Given records
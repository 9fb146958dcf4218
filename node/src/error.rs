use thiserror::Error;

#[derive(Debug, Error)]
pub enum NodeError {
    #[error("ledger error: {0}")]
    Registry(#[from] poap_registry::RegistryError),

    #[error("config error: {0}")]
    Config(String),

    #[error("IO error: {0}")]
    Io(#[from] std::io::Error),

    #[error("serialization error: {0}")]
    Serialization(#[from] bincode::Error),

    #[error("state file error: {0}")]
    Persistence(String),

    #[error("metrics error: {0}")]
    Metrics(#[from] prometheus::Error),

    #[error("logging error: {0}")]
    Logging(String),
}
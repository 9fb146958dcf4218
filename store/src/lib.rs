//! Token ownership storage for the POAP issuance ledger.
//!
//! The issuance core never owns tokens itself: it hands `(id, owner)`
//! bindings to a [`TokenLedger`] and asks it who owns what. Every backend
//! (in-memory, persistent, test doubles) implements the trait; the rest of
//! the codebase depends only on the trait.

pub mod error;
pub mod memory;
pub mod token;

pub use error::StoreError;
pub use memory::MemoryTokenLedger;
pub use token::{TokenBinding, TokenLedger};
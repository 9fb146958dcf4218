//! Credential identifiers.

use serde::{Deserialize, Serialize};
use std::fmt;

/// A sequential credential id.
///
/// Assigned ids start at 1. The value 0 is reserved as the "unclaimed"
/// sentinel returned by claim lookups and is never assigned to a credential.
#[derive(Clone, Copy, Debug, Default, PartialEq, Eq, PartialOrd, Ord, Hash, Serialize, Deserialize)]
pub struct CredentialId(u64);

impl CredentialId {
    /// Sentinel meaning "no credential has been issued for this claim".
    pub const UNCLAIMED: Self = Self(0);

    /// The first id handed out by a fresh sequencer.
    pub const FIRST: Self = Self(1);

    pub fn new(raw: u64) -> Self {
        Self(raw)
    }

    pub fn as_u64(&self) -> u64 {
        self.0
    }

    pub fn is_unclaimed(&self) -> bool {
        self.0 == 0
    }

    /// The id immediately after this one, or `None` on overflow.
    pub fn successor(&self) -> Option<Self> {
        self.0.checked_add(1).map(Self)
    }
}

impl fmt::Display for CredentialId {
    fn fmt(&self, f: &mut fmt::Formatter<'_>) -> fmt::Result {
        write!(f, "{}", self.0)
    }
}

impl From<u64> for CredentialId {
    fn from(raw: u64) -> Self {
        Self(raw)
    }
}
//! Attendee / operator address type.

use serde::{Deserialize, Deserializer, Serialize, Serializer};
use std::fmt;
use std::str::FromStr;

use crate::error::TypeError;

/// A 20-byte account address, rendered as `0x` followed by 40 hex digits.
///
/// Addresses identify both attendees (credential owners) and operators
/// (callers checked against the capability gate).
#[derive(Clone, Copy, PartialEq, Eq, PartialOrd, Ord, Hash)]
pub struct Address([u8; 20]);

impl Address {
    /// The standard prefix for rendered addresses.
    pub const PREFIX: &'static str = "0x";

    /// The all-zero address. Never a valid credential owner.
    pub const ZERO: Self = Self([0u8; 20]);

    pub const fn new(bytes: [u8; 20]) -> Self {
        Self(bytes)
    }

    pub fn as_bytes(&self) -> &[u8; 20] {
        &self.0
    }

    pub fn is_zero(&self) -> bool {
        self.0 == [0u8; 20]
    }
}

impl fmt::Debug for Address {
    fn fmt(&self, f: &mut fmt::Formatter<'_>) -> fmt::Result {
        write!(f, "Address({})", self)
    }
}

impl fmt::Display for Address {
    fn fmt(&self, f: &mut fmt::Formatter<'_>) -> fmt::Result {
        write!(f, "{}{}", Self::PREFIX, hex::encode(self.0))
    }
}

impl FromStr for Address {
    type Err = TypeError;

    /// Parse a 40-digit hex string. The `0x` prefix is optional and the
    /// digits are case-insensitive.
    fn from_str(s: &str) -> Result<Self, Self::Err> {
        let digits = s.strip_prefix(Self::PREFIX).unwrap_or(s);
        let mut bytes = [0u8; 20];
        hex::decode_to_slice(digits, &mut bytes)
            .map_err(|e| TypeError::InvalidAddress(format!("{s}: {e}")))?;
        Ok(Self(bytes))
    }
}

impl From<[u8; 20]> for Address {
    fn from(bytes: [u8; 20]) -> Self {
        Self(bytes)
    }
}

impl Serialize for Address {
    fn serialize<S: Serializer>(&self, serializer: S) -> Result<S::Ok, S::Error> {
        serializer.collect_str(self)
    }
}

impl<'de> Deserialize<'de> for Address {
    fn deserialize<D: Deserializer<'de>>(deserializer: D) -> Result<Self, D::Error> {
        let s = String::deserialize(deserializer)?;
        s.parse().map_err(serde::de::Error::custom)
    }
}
* * *
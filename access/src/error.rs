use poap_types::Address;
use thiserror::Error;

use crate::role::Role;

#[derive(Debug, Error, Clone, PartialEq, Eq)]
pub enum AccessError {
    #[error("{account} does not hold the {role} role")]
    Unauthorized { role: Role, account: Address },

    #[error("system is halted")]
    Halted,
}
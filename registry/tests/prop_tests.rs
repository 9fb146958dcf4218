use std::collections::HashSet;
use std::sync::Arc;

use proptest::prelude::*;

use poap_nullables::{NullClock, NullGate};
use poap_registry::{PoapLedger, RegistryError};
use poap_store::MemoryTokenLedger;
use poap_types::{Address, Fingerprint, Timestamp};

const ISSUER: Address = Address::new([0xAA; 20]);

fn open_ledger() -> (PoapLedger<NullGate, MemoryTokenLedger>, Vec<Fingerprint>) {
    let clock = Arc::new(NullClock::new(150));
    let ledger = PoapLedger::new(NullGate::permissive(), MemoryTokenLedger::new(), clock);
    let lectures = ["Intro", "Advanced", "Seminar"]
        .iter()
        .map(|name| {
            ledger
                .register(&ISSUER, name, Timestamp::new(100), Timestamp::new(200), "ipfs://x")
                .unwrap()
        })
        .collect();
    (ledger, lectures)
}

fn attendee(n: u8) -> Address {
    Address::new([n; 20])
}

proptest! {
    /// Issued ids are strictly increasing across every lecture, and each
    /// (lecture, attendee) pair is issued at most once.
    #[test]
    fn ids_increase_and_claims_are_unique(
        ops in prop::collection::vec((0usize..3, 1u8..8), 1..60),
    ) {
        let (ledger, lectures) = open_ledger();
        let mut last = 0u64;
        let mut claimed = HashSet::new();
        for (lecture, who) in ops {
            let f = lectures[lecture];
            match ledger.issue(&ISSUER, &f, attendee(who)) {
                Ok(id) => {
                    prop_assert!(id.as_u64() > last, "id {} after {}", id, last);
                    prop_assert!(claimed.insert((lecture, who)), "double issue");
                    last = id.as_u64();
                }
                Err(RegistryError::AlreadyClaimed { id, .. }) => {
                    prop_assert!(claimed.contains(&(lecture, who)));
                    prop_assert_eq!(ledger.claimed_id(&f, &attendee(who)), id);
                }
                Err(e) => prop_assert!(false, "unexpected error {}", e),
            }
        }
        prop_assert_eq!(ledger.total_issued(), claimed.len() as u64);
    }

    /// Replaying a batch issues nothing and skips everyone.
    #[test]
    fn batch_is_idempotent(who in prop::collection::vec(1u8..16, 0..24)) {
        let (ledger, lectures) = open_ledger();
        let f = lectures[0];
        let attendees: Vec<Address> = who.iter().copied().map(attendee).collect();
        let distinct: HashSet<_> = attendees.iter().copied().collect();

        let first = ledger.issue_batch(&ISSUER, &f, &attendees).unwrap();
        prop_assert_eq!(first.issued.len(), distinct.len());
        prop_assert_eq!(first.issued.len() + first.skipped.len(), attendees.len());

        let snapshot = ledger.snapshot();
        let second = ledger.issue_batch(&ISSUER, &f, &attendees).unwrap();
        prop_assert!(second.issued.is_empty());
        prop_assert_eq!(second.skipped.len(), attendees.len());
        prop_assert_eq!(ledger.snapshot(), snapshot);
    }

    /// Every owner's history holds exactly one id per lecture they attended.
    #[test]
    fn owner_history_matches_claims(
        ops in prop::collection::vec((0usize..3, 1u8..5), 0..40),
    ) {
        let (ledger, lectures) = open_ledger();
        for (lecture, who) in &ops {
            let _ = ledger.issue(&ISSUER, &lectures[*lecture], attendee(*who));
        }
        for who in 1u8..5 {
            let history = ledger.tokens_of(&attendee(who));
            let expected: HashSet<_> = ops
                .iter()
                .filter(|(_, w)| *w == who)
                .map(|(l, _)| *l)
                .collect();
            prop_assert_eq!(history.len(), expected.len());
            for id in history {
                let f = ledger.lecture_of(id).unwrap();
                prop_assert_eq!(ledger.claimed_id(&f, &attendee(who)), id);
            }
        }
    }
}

Instructions to follow
Provide the number of lines above containing "second" and nothing else.

Written reply
3